Um lugar de partilha de histórias, meras opiniões, puras reflexões ou simples desabafos

A vida num só dia

Um lugar de partilha de histórias, meras opiniões, puras reflexões ou simples desabafos

Dom | 29.01.23

Passar o ano... sem passas

Pedro

Este deveria ser o primeiro post de 2023, mas vem com quase um mês de atraso, pois só agora me ocorreu escrever sobre o tema. Então é assim: pela primeira vez na vida não comi as doze passas na Passagem de Ano. É verdade. Pela primeira vez. E fica aqui registado para não me esquecer da data. Se será bom ou mau, só os próximos 365 dias (agora menos...) o dirão. O que me apraz dizer é que até aqui foram poucos, muito poucos, os desejos concretizados ao longo dos meus anos de existência. 

Há quem diga que é um empurrão para o novo ano. Ao mesmo tempo que se comem as doze passas, pedem-se doze desejos por cada mês do novo ano. Haja saúde, paz, amor e algum dinheiro, mas não para gastos supérfluos, é o que se deseja para podermos continuar a sonhar e a alimentar a alma. Porque sei, por experiência própria, que isto não vai, decididamente, com passas. Infelizmente. Nem com champanhe. Sim, nem isso.

Desta vez, celebrei as doze badaladas com outra bebida, um licorzinho do bom, que tinha guardado cá em casa. Mera opção para fugir à tradição. Superstições à parte, veremos o que 2023 me reserva... Bom ano para todos!

Sex | 27.01.23

Não há estrelas no céu

Pedro

Eu sei que a música é antiga, mas continua linda e atual na sua essência. A letra da canção faz todo o sentido. Pelo menos em mim. Revejo-me nela (à parte de não ser um jovem com borbulhas no rosto). E, por acaso, até estamos em janeiro e "está um frio de rachar".

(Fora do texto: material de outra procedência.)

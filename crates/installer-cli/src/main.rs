//! Manual-testing harness over the install planner/executor library
//! crates. Not a product CLI: no interactive prompts, no colored output
//! (spec §1 scope). Exercises `resolve`/`execute`/`list-pending`/`archive`
//! against a JSON recipe registry and a JSON `SystemProfile` fixture.

use std::collections::HashMap;
use std::path::PathBuf;

use clap::{Parser, Subcommand};
use installer_core::types::*;
use installer_core::RecipeRegistry;

#[derive(Parser)]
#[command(name = "installer-cli", about = "Install planner/executor manual test harness")]
struct Cli {
    /// Path to a JSON array of recipes.
    #[arg(long, default_value = "recipes.json")]
    recipes: PathBuf,
    /// Path to a JSON `SystemProfile` fixture.
    #[arg(long, default_value = "profile.json")]
    profile: PathBuf,
    /// Directory state is persisted under. Defaults to the platform state
    /// directory for `dev.installer-cli` (e.g. `~/.local/state/installer-cli`
    /// on Linux) when unset.
    #[arg(long)]
    state_dir: Option<PathBuf>,

    /// Directory rotating log files are written to, in addition to stderr.
    #[arg(long)]
    log_dir: Option<PathBuf>,

    #[command(subcommand)]
    command: Command,
}

#[derive(Subcommand)]
enum Command {
    /// Resolve a tool into a plan, or report already_installed/error.
    Resolve { tool: String },
    /// Execute a previously resolved (or freshly resolved) plan.
    Execute { tool: String },
    /// Resume the persisted state for a tool.
    Resume { tool: String },
    /// List tools with pending (non-archived) state.
    ListPending,
    /// Archive a tool's persisted state.
    Archive { tool: String },
}

fn load_registry(path: &PathBuf) -> anyhow::Result<RecipeRegistry> {
    let raw = std::fs::read_to_string(path)?;
    let recipes: Vec<Recipe> = serde_json::from_str(&raw)?;
    RecipeRegistry::new(recipes).map_err(|e| anyhow::anyhow!(e))
}

fn load_profile(path: &PathBuf) -> anyhow::Result<SystemProfile> {
    let raw = std::fs::read_to_string(path)?;
    Ok(serde_json::from_str(&raw)?)
}

/// Runs `recipe.verify` on the host and, on a zero exit, returns the best
/// guess at an installed version string (spec §3 data flow: `resolve` may
/// short-circuit to `already_installed` before touching the dependency
/// resolver).
fn already_installed_version(recipe: &Recipe) -> Option<String> {
    let output = std::process::Command::new("sh").arg("-c").arg(&recipe.verify).output().ok()?;
    if !output.status.success() {
        return None;
    }
    let stdout = String::from_utf8_lossy(&output.stdout);
    let stderr = String::from_utf8_lossy(&output.stderr);
    Some(first_version_token(&stdout).or_else(|| first_version_token(&stderr)).unwrap_or_default())
}

fn first_version_token(text: &str) -> Option<String> {
    text.split_whitespace()
        .find(|tok| tok.trim_start_matches('v').chars().next().is_some_and(|c| c.is_ascii_digit()))
        .map(|tok| tok.trim_start_matches('v').trim_end_matches([',', ')']).to_string())
}

fn resolve(
    tool_id: &str,
    registry: &RecipeRegistry,
    profile: &SystemProfile,
) -> Result<Plan, PlanResponse> {
    if !registry.contains(tool_id) {
        return Err(PlanResponse::Error {
            error_kind: "unknown_tool".to_string(),
            message: format!("unknown tool: {tool_id}"),
            details: None,
        });
    }

    let root_recipe = registry.recipe_of(tool_id).expect("contains() checked above");
    if let Some(installed) = already_installed_version(root_recipe) {
        let meets_floor = root_recipe
            .minimum_version
            .as_ref()
            .map(|min| installer_condition::version::gte(&installed, min))
            .unwrap_or(true);
        if meets_floor {
            return Err(PlanResponse::AlreadyInstalled {
                version_installed: (!installed.is_empty()).then_some(installed),
            });
        }
    }

    let graph = installer_deps::build_closure(tool_id, registry).map_err(to_error_response)?;
    if let Some(cycle) = installer_deps::find_cycle(&graph) {
        return Err(PlanResponse::Error {
            error_kind: "dependency_cycle".to_string(),
            message: format!("dependency cycle: {cycle:?}"),
            details: None,
        });
    }
    let order = installer_deps::topological_order(&graph);

    let mut methods = HashMap::new();
    for id in &order {
        let recipe = registry.recipe_of(id).expect("graph node exists in registry");
        let method = installer_method::select(recipe, profile).map_err(|reasons| {
            PlanResponse::Error {
                error_kind: "no_viable_method".to_string(),
                message: format!("no viable method for {id}: {reasons:?}"),
                details: serde_json::to_value(&reasons).ok(),
            }
        })?;
        methods.insert(id.clone(), method);
    }

    let nodes: HashMap<String, installer_plan::NodePlan> = order
        .iter()
        .map(|id| {
            (
                id.clone(),
                installer_plan::NodePlan {
                    tool_id: id.as_str(),
                    method: methods[id],
                    selected_data_packs: vec![],
                },
            )
        })
        .collect();

    let root_method = methods[tool_id];
    let pip_index = root_recipe.install.get(&root_method).and_then(|c| c.pip_index.as_deref());
    let home_dir = std::env::var("HOME").unwrap_or_else(|_| "/root".to_string());
    let vars = installer_template::builtin_vars(
        tool_id,
        profile,
        &home_dir,
        pip_index,
        root_recipe.minimum_version.as_deref(),
    );

    installer_plan::build_plan(
        tool_id,
        registry,
        &graph,
        &order,
        &nodes,
        &vars,
        profile,
        ChoiceBinding::new(),
        InputBinding::new(),
    )
    .map_err(to_error_response)
}

fn to_error_response(err: installer_core::InstallError) -> PlanResponse {
    PlanResponse::Error {
        error_kind: err.kind().to_string(),
        message: err.to_string(),
        details: None,
    }
}

fn default_state_dir() -> PathBuf {
    directories::ProjectDirs::from("dev", "installer-cli", "installer-cli")
        .map(|dirs| dirs.data_local_dir().to_path_buf())
        .unwrap_or_else(|| PathBuf::from(".state"))
}

#[tokio::main]
async fn main() -> anyhow::Result<()> {
    let cli = Cli::parse();

    let _log_guard = match &cli.log_dir {
        Some(dir) => {
            let file_appender = tracing_appender::rolling::daily(dir, "installer-cli.log");
            let (non_blocking, guard) = tracing_appender::non_blocking(file_appender);
            tracing_subscriber::fmt()
                .with_env_filter(tracing_subscriber::EnvFilter::from_default_env())
                .with_writer(non_blocking)
                .init();
            Some(guard)
        }
        None => {
            tracing_subscriber::fmt()
                .with_env_filter(tracing_subscriber::EnvFilter::from_default_env())
                .init();
            None
        }
    };

    let state_dir = cli.state_dir.clone().unwrap_or_else(default_state_dir);
    let store = installer_state::StateStore::new(&state_dir);

    match cli.command {
        Command::Resolve { tool } => {
            let registry = load_registry(&cli.recipes)?;
            let profile = load_profile(&cli.profile)?;
            let response = match resolve(&tool, &registry, &profile) {
                Ok(plan) => PlanResponse::Plan { plan },
                Err(response) => response,
            };
            println!("{}", serde_json::to_string_pretty(&response)?);
        }
        Command::Execute { tool } => {
            let registry = load_registry(&cli.recipes)?;
            let profile = load_profile(&cli.profile)?;
            let plan = match resolve(&tool, &registry, &profile) {
                Ok(plan) => plan,
                Err(response) => {
                    println!("{}", serde_json::to_string_pretty(&response)?);
                    return Ok(());
                }
            };
            let state = PlanState::new_queued(plan);
            let engine = installer_exec::Engine::new(installer_exec::EngineConfig::default());
            let (tx, mut rx) = tokio::sync::mpsc::unbounded_channel();
            let printer = tokio::spawn(async move {
                while let Some(event) = rx.recv().await {
                    tracing::info!(?event, "execution event");
                }
            });
            let persist = |state: &PlanState| {
                if let Err(err) = store.save(state) {
                    tracing::warn!(%err, "failed to persist plan state transition");
                }
            };
            let final_state = engine
                .execute(state, tx, installer_exec::CancelToken::new(), Some(&persist))
                .await;
            drop(printer);
            store.save(&final_state)?;
            println!("{}", serde_json::to_string_pretty(&final_state)?);
        }
        Command::Resume { tool } => match store.load(&tool)? {
            Some(state) => println!("{}", serde_json::to_string_pretty(&state)?),
            None => println!("no pending state for {tool}"),
        },
        Command::ListPending => {
            for tool in store.list_pending()? {
                println!("{tool}");
            }
        }
        Command::Archive { tool } => {
            let path = store.archive(&tool, chrono::Utc::now())?;
            println!("archived to {}", path.display());
        }
    }

    Ok(())
}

Não há estrelas no céu, mas, um dia, quiçá nessa primavera da vida, gostaria de voltar a vê-las à beira-mar.

Seg | 23.01.23

A vida mentirosa dos adultos

Drama psicológico passado na Nápoles dos anos 90

Pedro

Vida mentirosa dos adultos.jpg

Resolvi vir hoje falar-vos sobre a nova minissérie italiana da Netflix, de seis episódios, que apreciei particularmente e que dá pelo nome de A vida mentirosa dos adultos. Baseada no livro homónimo de Elena Ferrante, a história desenrola-se na Nápoles dos anos 90 e é centrada em duas personagens, com especial incidência em Giovanna, uma adolescente que parte à descoberta de si mesma. E é, justamente, a partir do momento em que a jovem protagonista conhece a irreverente tia Vittoria que o rumo da sua vida começa a redesenhar-se.

Vittoria é uma mulher audaz, controversa, frontal e com um padrão de comportamento fora do comum. Diz tudo o que pensa e vive em conflito com o seu irmão Andrea, pai de Giovanna, que a baniu do seio da família. Ao longo do enredo, Vittoria - que vive na zona mais pobre da cidade - vai ganhando a confiança da sobrinha e mostrar-lhe uma outra visão do mundo que a rodeia, o que incomoda os pais da jovem. Influenciada pela tia, Giovanna vai moldando a sua personalidade e sensibilidade e desvendar os segredos desta família, a tal "vida mentirosa dos adultos".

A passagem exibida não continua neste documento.